The toughest part is the self-promotion: most writers are artists at heart, and while there's a part of us that's eager to show off, there's the other half that's defensively private about ourselves and our craft. We're not also keen on shilling ourselves: it somehow rubs against our integrity. Advertising always has something... disingenuous about it, like there's too much exaggeration and hyperbole. Just blogging about it here, half the time posting "buy my book!" isn't as eager as it may read: I half-treat it like a joke, with a bit of dread that somehow I'm just not "getting it" in terms of sincerely looking for readership.
Just read what this fellow is up against:
It reeks of desperation, these pleas, this constant litany: read me, recognize me, buy me, buy me again. On an authorial scale, being relatively unknown and resolutely Mid-list is like spending a few years on the floor of a deafening concert, angling for attention from every quarter, stuck in a sweaty throng of the equally disregarded, ultimately reduced (en masse and from the obstructed view seats) to holding up a lighter and screaming at the bass player–who couldn't possibly give less of a shit, even if he could hear above the distortion and tinnitus and quart of hastily guzzled Jack Daniel’s...
In fact, I’m almost certain my years-long squat of self-promotion has been entirely pointless. If I could have back every minute I've spent on social media and apply it to churning out actual prose, I would probably have finished at least one bestselling swords-and-incest fantasy trilogy instead. Maybe even two. In any case, it’s pretty clear that whoever reads what I post (a diminishing coterie, to be sure) has either already bought whatever book I’m flogging, or never had any intention of doing so in the first place. Everything else is just more white noise, a narcissistic armada of turds floating down the center of the Hudson, or the river of pixels, or the throat of the cybersphere. We've all heard it before, seen it before, been pitched everything from Sham Wow to rote sham. We've sat through a lifetime of fifteen-second commercials in order to watch the ubiquitous YouTube clip of some Khaki Dad taking a Wiffleball to the nuts. Like everyone else, I am truly and deeply bored by the incessant marketing and self-promotion that comprises a majority of any day spent in front of any screen...
Writers are an odd lot. A volatile mix of bravado, insecurity, insatiable need, unusual discipline, and occasional talent. Despite that fact that writing itself is a lonely, obsessive, and mentally unstable vocation–just the sort of pursuit that lends itself to anti-social habits and behaviors–authors are likewise expected to be great in front of a crowd, hilarious at the podium, and engaging at the lectern. They are expected to represent the worth of their prose through expressions of personal charm. Which is, of course, completely ludicrous. But since the collapse of publishing (or at least the explosion of dire, whiny articles about the collapse of publishing), publishers themselves no longer spend the requisite money to advertise the existence of all but a handful of titles.

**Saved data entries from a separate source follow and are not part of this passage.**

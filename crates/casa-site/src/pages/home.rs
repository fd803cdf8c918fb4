#![forbid(unsafe_code)]

//! Home page: the six sections in fixed order.

use casa_render::{Node, el};
use casa_runtime::Stage;
use casa_runtime::motion::ScopeId;

use crate::context::ViewCtx;
use crate::sections::SectionId;

pub const PAGE_ID: &str = "home";

#[must_use]
pub fn render(ctx: &ViewCtx<'_>) -> Node {
    el("main")
        .id(PAGE_ID)
        .class("home")
        .attr("dir", ctx.dir().as_str())
        .children(SectionId::HOME.into_iter().filter_map(|section| section.render(ctx)))
        .into()
}

/// Mount every non-empty section, returning the scopes opened.
pub fn mount(ctx: &ViewCtx<'_>, stage: &mut Stage) -> Vec<ScopeId> {
    SectionId::HOME
        .into_iter()
        .filter_map(|section| section.mount(ctx, stage))
        .collect()
}
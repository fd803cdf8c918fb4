#![forbid(unsafe_code)]

//! Supported languages and their text direction.

use std::fmt;
use std::str::FromStr;

use serde::{Deserialize, Serialize};

use crate::catalog::I18nError;

/// A site language.
///
/// Hebrew is the default and the primary language of every data field.
/// Portuguese has a full bundle but no UI selector.
#[derive(Debug, Clone, Copy, PartialEq, Eq, Hash, PartialOrd, Ord, Serialize, Deserialize)]
#[serde(rename_all = "lowercase")]
pub enum Language {
    He,
    En,
    Pt,
}

/// Inline text direction of a document or element.
#[derive(Debug, Clone, Copy, PartialEq, Eq, Hash, Serialize, Deserialize)]
#[serde(rename_all = "lowercase")]
pub enum TextDirection {
    Ltr,
    Rtl,
}

impl TextDirection {
    /// Value for the HTML `dir` attribute.
    #[must_use]
    pub const fn as_str(self) -> &'static str {
        match self {
            Self::Ltr => "ltr",
            Self::Rtl => "rtl",
        }
    }

    /// The opposite direction.
    #[must_use]
    pub const fn flipped(self) -> Self {
        match self {
            Self::Ltr => Self::Rtl,
            Self::Rtl => Self::Ltr,
        }
    }
}

impl Language {
    /// The language every primary field is written in.
    pub const DEFAULT: Self = Self::He;

    /// Every language with a bundle in the content store.
    pub const ALL: [Self; 3] = [Self::He, Self::En, Self::Pt];

    /// Languages exposed through the UI switcher.
    pub const SELECTABLE: [Self; 2] = [Self::He, Self::En];

    /// Two-letter code (`"he"`, `"en"`, `"pt"`).
    #[must_use]
    pub const fn code(self) -> &'static str {
        match self {
            Self::He => "he",
            Self::En => "en",
            Self::Pt => "pt",
        }
    }

    /// Label shown on the switcher button.
    #[must_use]
    pub const fn switcher_label(self) -> &'static str {
        match self {
            Self::He => "\u{5e2}\u{5d1}\u{5e8}\u{5d9}\u{5ea}",
            Self::En => "EN",
            Self::Pt => "PT",
        }
    }

    #[must_use]
    pub const fn direction(self) -> TextDirection {
        match self {
            Self::He => TextDirection::Rtl,
            Self::En | Self::Pt => TextDirection::Ltr,
        }
    }

    #[must_use]
    pub const fn is_rtl(self) -> bool {
        matches!(self.direction(), TextDirection::Rtl)
    }

    /// Value written to the root `lang` attribute.
    ///
    /// Only Hebrew and English are distinguished at document level.
    #[must_use]
    pub const fn document_lang(self) -> &'static str {
        match self {
            Self::He => "he",
            Self::En | Self::Pt => "en",
        }
    }

    #[must_use]
    pub const fn is_default(self) -> bool {
        matches!(self, Self::He)
    }

    /// Whether the language has a switcher button.
    #[must_use]
    pub fn is_selectable(self) -> bool {
        Self::SELECTABLE.contains(&self)
    }
}

impl Default for Language {
    fn default() -> Self {
        Self::DEFAULT
    }
}

impl fmt::Display for Language {
    fn fmt(&self, f: &mut fmt::Formatter<'_>) -> fmt::Result {
        f.write_str(self.code())
    }
}

impl FromStr for Language {
    type Err = I18nError;

    fn from_str(s: &str) -> Result<Self, Self::Err> {
        match s.trim().to_ascii_lowercase().as_str() {
            "he" | "he-il" | "iw" => Ok(Self::He),
            "en" | "en-us" | "en-gb" => Ok(Self::En),
            "pt" | "pt-br" | "pt-pt" => Ok(Self::Pt),
            _ => Err(I18nError::UnknownLanguage(s.to_string())),
        }
    }
}

#[cfg(test)]
mod tests {
    use super::*;

    #[test]
    fn parse_codes_and_regions() {
        assert_eq!("he".parse::<Language>().unwrap(), Language::He);
        assert_eq!("EN".parse::<Language>().unwrap(), Language::En);
        assert_eq!("pt-BR".parse::<Language>().unwrap(), Language::Pt);
        assert!("fr".parse::<Language>().is_err());
    }

    #[test]
    fn hebrew_is_rtl_default() {
        assert!(Language::He.is_rtl());
        assert!(Language::He.is_default());
        assert_eq!(Language::default(), Language::He);
        assert_eq!(Language::He.direction().as_str(), "rtl");
    }

    #[test]
    fn portuguese_is_not_selectable() {
        assert!(Language::He.is_selectable());
        assert!(Language::En.is_selectable());
        assert!(!Language::Pt.is_selectable());
    }

    #[test]
    fn document_lang_collapses_to_he_or_en() {
        assert_eq!(Language::He.document_lang(), "he");
        assert_eq!(Language::En.document_lang(), "en");
        assert_eq!(Language::Pt.document_lang(), "en");
        assert_eq!(Language::Pt.direction(), TextDirection::Ltr);
    }

    #[test]
    fn serde_uses_lowercase_codes() {
        let json = serde_json::to_string(&Language::Pt).unwrap();
        assert_eq!(json, "\"pt\"");
        let back: Language = serde_json::from_str("\"en\"").unwrap();
        assert_eq!(back, Language::En);
    }

    #[test]
    fn direction_flip() {
        assert_eq!(TextDirection::Rtl.flipped(), TextDirection::Ltr);
        assert_eq!(TextDirection::Ltr.flipped(), TextDirection::Rtl);
    }
}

So, as a self-employed independent contractor of suspect means, you either have to get out there and market yourself, or choose to remain silent and hope for the best. In an industry where 150,000 titles were published last year, hoping for the best tends to be a failing strategy–if not a bit naive. Therefore one is forced to ask themselves, “If I am not going to make the effort to publicize my own work, why aren't I a third-year law student instead?” Further, and most damningly, “If people are not reading what I write, why am I writing at all?”
For me, the answer is pure communication–an intellectual exchange. Telling a story is the first step. Having that story read and enjoyed and interpreted and understood is the second. Obviously I would like to do so on the largest scale possible. Forget bestsellers and movie rights and relative fame and huge advances (although all those things would be nice in their relative ways), the bottom line is that if I am not communicating with a sizable group of readers, if I am writing in a vacuum for a static body of acquaintances–spending six hours a day in front of a laptop for ten years suddenly seems like a masturbatory and delusional exercise.
The great white hope of writing is to reach the point where you no longer have to pimp yourself at all, where you tap into a weird alchemy in which you suddenly have enough name recognition and sales that word-of-mouth and momentum do all the work for you. Then you can sit back and troll Facebook, posting cake recipes and cat pictures and acting like your royalties are preordained and that you are way, way too cool to flog yourself ever again–as if you ever had.
Yeah, I want to get there. But mainly because I love writing, I love what I do, and I don’t ever want to go back.That said... Yes, I am STILL working on finishing up my damnable first novel.